PROBLEM TO WORK ON
Each line of the records that holds the word "WeakRcptr" should be copied out.

[Stored items]
------

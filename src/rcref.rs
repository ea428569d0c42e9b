use std::borrow::Borrow;
use std::fmt;
use std::ops::Deref;
use std::panic::{RefUnwindSafe, UnwindSafe};
use std::ptr::NonNull;

use super::descriptor::{Combined, Disposer, DropInPlace, External};
use super::raw::ownership::Strong;
use super::raw::RawHandle;
use super::{RawParts, Rcptr, WeakRcptr};

/// [`Rcref`] is a reference-counted handle that always refers to a value.
///
/// Cloning an [`Rcref`] adds a strong reference to the shared descriptor; the value is
/// disposed of exactly once, when the last strong reference is dropped. Methods are associated
/// functions, e.g., `Rcref::strong_count(&r)`, so that they never shadow methods of `T`.
///
/// # Examples
///
/// ```
/// use rcd::Rcref;
///
/// let r = Rcref::new(String::from("pane"));
/// let r_clone = r.clone();
/// assert_eq!(*r_clone, "pane");
/// assert_eq!(Rcref::strong_count(&r), 2);
///
/// drop(r);
/// assert_eq!(Rcref::strong_count(&r_clone), 1);
/// ```
pub struct Rcref<T: ?Sized> {
    raw: RawHandle<T, Strong>,
}

impl<T> Rcref<T> {
    /// Allocates a new value together with its descriptor.
    ///
    /// The value is dropped on the thread that releases the last strong reference.
    ///
    /// # Examples
    ///
    /// ```
    /// use rcd::Rcref;
    ///
    /// let r = Rcref::new(31);
    /// assert_eq!(*r, 31);
    /// ```
    #[inline]
    pub fn new(value: T) -> Self {
        Self::with_disposer(value, DropInPlace)
    }

    /// Allocates a new value that is handed to `disposer` when the last strong reference is
    /// dropped.
    ///
    /// # Examples
    ///
    /// ```
    /// use rcd::Rcref;
    /// use std::sync::atomic::AtomicUsize;
    /// use std::sync::atomic::Ordering::Relaxed;
    ///
    /// static DISPOSED: AtomicUsize = AtomicUsize::new(0);
    ///
    /// let r = Rcref::with_disposer(7_usize, |v: usize| {
    ///     DISPOSED.fetch_add(v, Relaxed);
    /// });
    /// assert_eq!(DISPOSED.load(Relaxed), 0);
    /// assert!(Rcref::release(r));
    /// assert_eq!(DISPOSED.load(Relaxed), 7);
    /// ```
    #[inline]
    pub fn with_disposer<D: Disposer<T> + 'static>(value: T, disposer: D) -> Self {
        let (ptr, descriptor) = Combined::allocate(value, disposer);
        Self {
            raw: unsafe { RawHandle::from_parts(Some(ptr), Some(descriptor)) },
        }
    }
}

impl<T: ?Sized> Rcref<T> {
    /// Creates an [`Rcref`] to a value that is not reference counted.
    ///
    /// Counts of such a handle are always `0`, and weak handles derived from it never expire.
    ///
    /// # Examples
    ///
    /// ```
    /// use rcd::{Rcptr, Rcref};
    ///
    /// static CONFIG: &str = "static";
    ///
    /// let r: Rcref<str> = Rcref::from_static(CONFIG);
    /// assert_eq!(&*r, "static");
    /// assert_eq!(Rcref::strong_count(&r), 0);
    /// assert!(!Rcptr::is_empty(&Rcref::downgrade(&r).upgrade()));
    /// ```
    #[inline]
    pub fn from_static(value: &'static T) -> Self {
        Self {
            raw: unsafe { RawHandle::from_parts(Some(NonNull::from(value)), None) },
        }
    }

    /// Creates an [`Rcref`] to a value owned by someone else.
    ///
    /// A descriptor is allocated to count references, but it never drops the value; instead,
    /// `on_released` is invoked when the last strong reference is dropped.
    ///
    /// # Safety
    ///
    /// The value must stay valid and must not be mutated through other means until
    /// `on_released` is invoked.
    ///
    /// # Examples
    ///
    /// ```
    /// use rcd::Rcref;
    /// use std::ptr::NonNull;
    /// use std::sync::atomic::AtomicBool;
    /// use std::sync::atomic::Ordering::Relaxed;
    ///
    /// static RELEASED: AtomicBool = AtomicBool::new(false);
    ///
    /// let value = Box::new(17);
    /// let r = unsafe {
    ///     Rcref::from_external(NonNull::from(&*value), || RELEASED.store(true, Relaxed))
    /// };
    /// assert_eq!(*r, 17);
    /// drop(r);
    /// assert!(RELEASED.load(Relaxed));
    /// assert_eq!(*value, 17);
    /// ```
    #[inline]
    pub unsafe fn from_external<F: FnOnce() + Send + 'static>(
        ptr: NonNull<T>,
        on_released: F,
    ) -> Self {
        let descriptor = External::allocate(on_released);
        Self {
            raw: unsafe { RawHandle::from_parts(Some(ptr), Some(descriptor)) },
        }
    }

    /// Takes over the reference from [`RawParts`].
    ///
    /// # Safety
    ///
    /// `parts` must have been obtained from [`Rcref::into_raw_parts`] or
    /// [`Rcptr::into_raw_parts`].
    ///
    /// # Panics
    ///
    /// Panics if `parts` is empty.
    #[inline]
    pub unsafe fn from_raw_parts(parts: RawParts<T>) -> Self {
        let raw = unsafe { parts.into_raw_handle() };
        assert!(!raw.is_empty(), "empty raw parts");
        Self { raw }
    }

    /// Releases the reference without dropping it.
    ///
    /// The reference is leaked unless the returned [`RawParts`] are passed to
    /// [`Rcref::from_raw_parts`] or [`Rcptr::from_raw_parts`].
    ///
    /// # Examples
    ///
    /// ```
    /// use rcd::Rcref;
    ///
    /// let r = Rcref::new(3);
    /// let parts = Rcref::into_raw_parts(r);
    /// let r = unsafe { Rcref::from_raw_parts(parts) };
    /// assert_eq!(Rcref::strong_count(&r), 1);
    /// ```
    #[inline]
    pub fn into_raw_parts(this: Self) -> RawParts<T> {
        RawParts::from_raw_handle(this.raw)
    }

    /// Drops the reference.
    ///
    /// Returns `true` if the last strong reference was dropped and the value was disposed of.
    ///
    /// # Examples
    ///
    /// ```
    /// use rcd::Rcref;
    ///
    /// let r = Rcref::new(5);
    /// let r_clone = r.clone();
    /// assert!(!Rcref::release(r));
    /// assert!(Rcref::release(r_clone));
    /// ```
    #[inline]
    #[must_use = "use `drop` if the result is not needed"]
    pub fn release(mut this: Self) -> bool {
        this.raw.release()
    }

    /// Returns the number of strong references.
    #[inline]
    pub fn strong_count(this: &Self) -> usize {
        this.raw.descriptor().map_or(0, |d| d.strong_count())
    }

    /// Returns the number of weak references.
    #[inline]
    pub fn weak_count(this: &Self) -> usize {
        this.raw.descriptor().map_or(0, |d| d.weak_count())
    }

    /// Returns a pointer to the value.
    ///
    /// [`Rcptr::as_ptr`] and [`WeakRcptr::as_ptr`] return the same pointer wrapped in an
    /// [`Option`].
    #[inline]
    pub fn as_ptr(this: &Self) -> NonNull<T> {
        match this.raw.ptr() {
            Some(ptr) => ptr,
            None => unreachable!("Rcref is never empty"),
        }
    }

    /// Returns `true` if both refer to the same address through the same descriptor.
    ///
    /// `==` only compares addresses.
    #[inline]
    pub fn ptr_eq(this: &Self, other: &Self) -> bool {
        this.raw.is_same(&other.raw)
    }

    /// Returns a mutable reference to the value if there are no other references to it.
    ///
    /// Always `None` for values that the descriptor does not own, and for handles derived
    /// through [`Rcref::map`] or [`Rcref::project`] that point anywhere but the value itself.
    ///
    /// # Examples
    ///
    /// ```
    /// use rcd::Rcref;
    ///
    /// let mut r = Rcref::new(1);
    /// *Rcref::get_mut(&mut r).unwrap() += 1;
    /// assert_eq!(*r, 2);
    ///
    /// let weak = Rcref::downgrade(&r);
    /// assert!(Rcref::get_mut(&mut r).is_none());
    /// drop(weak);
    /// assert!(Rcref::get_mut(&mut r).is_some());
    /// ```
    #[inline]
    pub fn get_mut(this: &mut Self) -> Option<&mut T> {
        this.raw.get_mut()
    }

    /// Creates a weak handle to the value.
    #[inline]
    pub fn downgrade(this: &Self) -> WeakRcptr<T> {
        WeakRcptr::from_raw_handle(this.raw.downgrade())
    }

    #[inline]
    pub(super) fn from_raw_handle(raw: RawHandle<T, Strong>) -> Self {
        debug_assert!(!raw.is_empty());
        Self { raw }
    }

    #[inline]
    pub(super) fn into_raw_handle(self) -> RawHandle<T, Strong> {
        self.raw
    }

    #[inline]
    pub(super) fn raw_handle(&self) -> &RawHandle<T, Strong> {
        &self.raw
    }
}

impl<T: ?Sized> AsRef<T> for Rcref<T> {
    #[inline]
    fn as_ref(&self) -> &T {
        self
    }
}

impl<T: ?Sized> Borrow<T> for Rcref<T> {
    #[inline]
    fn borrow(&self) -> &T {
        self
    }
}

impl<T: ?Sized> Clone for Rcref<T> {
    #[inline]
    fn clone(&self) -> Self {
        Self {
            raw: self.raw.copy(),
        }
    }

    #[inline]
    fn clone_from(&mut self, source: &Self) {
        self.raw.assign(&source.raw);
    }
}

impl<T: ?Sized + fmt::Debug> fmt::Debug for Rcref<T> {
    #[inline]
    fn fmt(&self, f: &mut fmt::Formatter<'_>) -> fmt::Result {
        fmt::Debug::fmt(&**self, f)
    }
}

impl<T: ?Sized + fmt::Display> fmt::Display for Rcref<T> {
    #[inline]
    fn fmt(&self, f: &mut fmt::Formatter<'_>) -> fmt::Result {
        fmt::Display::fmt(&**self, f)
    }
}

impl<T: ?Sized> fmt::Pointer for Rcref<T> {
    #[inline]
    fn fmt(&self, f: &mut fmt::Formatter<'_>) -> fmt::Result {
        fmt::Pointer::fmt(&Self::as_ptr(self), f)
    }
}

impl<T: ?Sized> Deref for Rcref<T> {
    type Target = T;

    #[inline]
    fn deref(&self) -> &Self::Target {
        unsafe { Self::as_ptr(self).as_ref() }
    }
}

impl<T: ?Sized> TryFrom<Rcptr<T>> for Rcref<T> {
    type Error = Rcptr<T>;

    #[inline]
    fn try_from(rcptr: Rcptr<T>) -> Result<Self, Self::Error> {
        if Rcptr::is_empty(&rcptr) {
            Err(rcptr)
        } else {
            Ok(Self::from_raw_handle(rcptr.into_raw_handle()))
        }
    }
}

unsafe impl<T: ?Sized + Send + Sync> Send for Rcref<T> {}

unsafe impl<T: ?Sized + Send + Sync> Sync for Rcref<T> {}

impl<T: ?Sized + RefUnwindSafe> UnwindSafe for Rcref<T> {}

------

THE ANSWER
use super::{RawParts, Rcptr, WeakRcptr};
    /// [`Rcptr::as_ptr`] and [`WeakRcptr::as_ptr`] return the same pointer wrapped in an
    pub fn downgrade(this: &Self) -> WeakRcptr<T> {
        WeakRcptr::from_raw_handle(this.raw.downgrade())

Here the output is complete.